Maryland Shellfish Aquaculture uses two production methods: submerged land and water column. On submerged land leases, spaton-shell oysters are grown and harvested directly from suitable bottom (Figure 1A). On water column leases, individual seed oysters are grown in cages or floats suspended in the water column (Figure 1B). Farmers generally harvest oysters from submerged land leases from March to October to avoid competition from the wild oyster harvest season, while oysters from water column leases are generally harvested year-round.


Leasing in Maryland

As of December 2020, there were 468 shellfish leases using 7,593 acres of Maryland waters. Submerged land leases accounted for 7,019 acres with 366 leases, while water column leases totaled 574 acres with 102 leases (Figure 2).

Maryland Shellfish Aquaculture leases were located in 11 counties in 2020 (Figure 3).² Many leaseholders hold multiple leases. Leases range in size from under an acre to hundreds of acres, and water-column leases are generally smaller than submerged land leases. The average size of a water-column lease in Maryland is five acres and the average submerged-land lease is 20 acres.

Factors Affecting Annual Oyster Harvests from Maryland Aquaculture Operations

Oyster larvae availability in previous years, changing environmental conditions, and market competition from shellfish produced in other areas may impact Maryland’s aquaculture harvest in any given year.

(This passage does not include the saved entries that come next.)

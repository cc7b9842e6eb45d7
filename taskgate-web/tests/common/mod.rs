//! Common test utilities for integration tests
//!
//! The app is built over in-memory stores and driven through
//! `tower::Service::call`, so no database or socket is needed.

#![allow(dead_code)]

use axum::body::Body;
use axum::http::{header, Request, Response};
use std::path::PathBuf;
use std::sync::Arc;
use taskgate_shared::auth::session::SessionManager;
use taskgate_shared::db::memory::{MemorySessionStore, MemoryTaskStore, MemoryUserStore};
use taskgate_shared::db::Stores;
use taskgate_shared::models::task::Task;
use taskgate_web::app::{build_router, AppState};
use taskgate_web::config::{Config, DatabaseConfig, ServerConfig, SessionConfig};
use tower::Service as _;

/// Test context holding the app and handles on its stores
pub struct TestContext {
    pub app: axum::Router,
    pub sessions: SessionManager,
    pub tasks: Arc<MemoryTaskStore>,
    pub session_store: Arc<MemorySessionStore>,
}

impl TestContext {
    pub fn new() -> Self {
        Self::with_production(false)
    }

    pub fn with_production(production: bool) -> Self {
        let tasks = Arc::new(MemoryTaskStore::new());
        let session_store = Arc::new(MemorySessionStore::new());
        let stores = Stores {
            users: Arc::new(MemoryUserStore::new()),
            tasks: tasks.clone(),
            sessions: session_store.clone(),
            pool: None,
        };

        let config = Config {
            server: ServerConfig {
                host: "127.0.0.1".to_string(),
                port: 0,
                production,
                assets_dir: PathBuf::from(env!("CARGO_MANIFEST_DIR")).join("assets"),
            },
            database: DatabaseConfig {
                url: "postgresql://unused".to_string(),
                max_connections: 1,
            },
            session: SessionConfig {
                cookie_secure: production,
                ..Default::default()
            },
        };

        let state = AppState::new(stores, config).expect("templates compile");
        let sessions = state.sessions.clone();

        TestContext {
            app: build_router(state),
            sessions,
            tasks,
            session_store,
        }
    }

    /// Adds tasks to the task store
    pub async fn seed_tasks(&self, tasks: &[(&str, &str)]) {
        self.tasks
            .extend(
                tasks
                    .iter()
                    .map(|(role, title)| Task::new(*role, *title, serde_json::json!({}))),
            )
            .await;
    }

    pub async fn get(&self, uri: &str, cookie: Option<&str>) -> Response<Body> {
        let mut request = Request::builder().method("GET").uri(uri);
        if let Some(cookie) = cookie {
            request = request.header(header::COOKIE, cookie);
        }

        self.app
            .clone()
            .call(request.body(Body::empty()).unwrap())
            .await
            .unwrap()
    }

    pub async fn post_form(&self, uri: &str, form: &str, cookie: Option<&str>) -> Response<Body> {
        let mut request = Request::builder()
            .method("POST")
            .uri(uri)
            .header(header::CONTENT_TYPE, "application/x-www-form-urlencoded");
        if let Some(cookie) = cookie {
            request = request.header(header::COOKIE, cookie);
        }

        self.app
            .clone()
            .call(request.body(Body::from(form.to_string())).unwrap())
            .await
            .unwrap()
    }

    /// Registers an account and returns the response
    pub async fn register(&self, email: &str, password: &str, role: &str) -> Response<Body> {
        let form = format!(
            "email={}&password={}&role={}",
            encode(email),
            encode(password),
            encode(role)
        );
        self.post_form("/register", &form, None).await
    }

    /// Logs in and returns the session cookie pair (`sid=...`)
    pub async fn login(&self, email: &str, password: &str) -> String {
        let response = self.login_response(email, password, None).await;
        session_cookie(&response).expect("login should set the session cookie")
    }

    pub async fn login_response(
        &self,
        email: &str,
        password: &str,
        cookie: Option<&str>,
    ) -> Response<Body> {
        let form = format!("email={}&password={}", encode(email), encode(password));
        self.post_form("/login", &form, cookie).await
    }
}

/// Percent-encodes the characters used in test form values
pub fn encode(value: &str) -> String {
    value
        .replace('%', "%25")
        .replace('@', "%40")
        .replace('&', "%26")
        .replace('+', "%2B")
        .replace(' ', "+")
}

/// Returns `sid=<value>` from a response's `Set-Cookie` headers, if a
/// non-empty session cookie was set
pub fn session_cookie(response: &Response<Body>) -> Option<String> {
    response
        .headers()
        .get_all(header::SET_COOKIE)
        .iter()
        .filter_map(|value| value.to_str().ok())
        .filter_map(|value| value.split(';').next())
        .find(|pair| pair.starts_with("sid=") && pair.len() > "sid=".len())
        .map(str::to_string)
}

/// Returns every `Set-Cookie` header as a string
pub fn set_cookies(response: &Response<Body>) -> Vec<String> {
    response
        .headers()
        .get_all(header::SET_COOKIE)
        .iter()
        .filter_map(|value| value.to_str().ok())
        .map(str::to_string)
        .collect()
}

pub fn location(response: &Response<Body>) -> Option<&str> {
    response
        .headers()
        .get(header::LOCATION)
        .and_then(|value| value.to_str().ok())
}

pub async fn body_string(response: Response<Body>) -> String {
    let body = axum::body::to_bytes(response.into_body(), usize::MAX)
        .await
        .unwrap();
    String::from_utf8(body.to_vec()).unwrap()
}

In 2020, 47,081 bushels of oysters were harvested from Maryland leases, with 28,277 bushels from submerged land leases and 18,804 bushels from water column leases (Figure 4). Note that one Maryland (MD) bushel equals 2,800.5 cubic inches, or 1.3 times a standard US bushel of 2,150.4 cubic inches. The 2020 harvest is 14% lower than in 2019 and 22% lower than the previous five-year average (2015–2019) annual harvest (Figure 4).⁴

An estimated 80% or more of US oyster production is sold through restaurants.⁵ COVID-19 pandemic-related restaurant closures beginning in March 2020 contributed to reduced demand for mollusks, including oysters, in 2020⁶ (Figures 5 and 6).


  1. MARBIDCO FY 2020 Annual Report: 2020. Maryland Agricultural and Resource-Based Industry Development Corporation.
  2. Maryland Department of Natural Resources. 2020. Aquaculture Coordinating Council Shellfish Aquaculture Update. December 10, 2020.
  3. Senten, J.; Engle, C.; Parker, M.; Webster, D. 2019. Analysis of the Economic Benefits of the Maryland Shellfish Aquaculture Industry. Virginia Tech and Engle-Stone Aquatics. Dec 31, 2019.
  4. Maryland Department of Natural Resources. 2021. All harvest data are provided courtesy of MDNR staff.
  5. Gulf of Maine Research Institute. 2016. Maine Farmed Shellfish Market Analysis. The Hale Group, LTD. October 2016.
  6. Senten, J.; Smith, M.; Engle, C. 2020. Impacts of COVID-19 on US aquaculture, aquaponics and allied businesses. Journal of the World Aquaculture Society, 51(3): 574–577.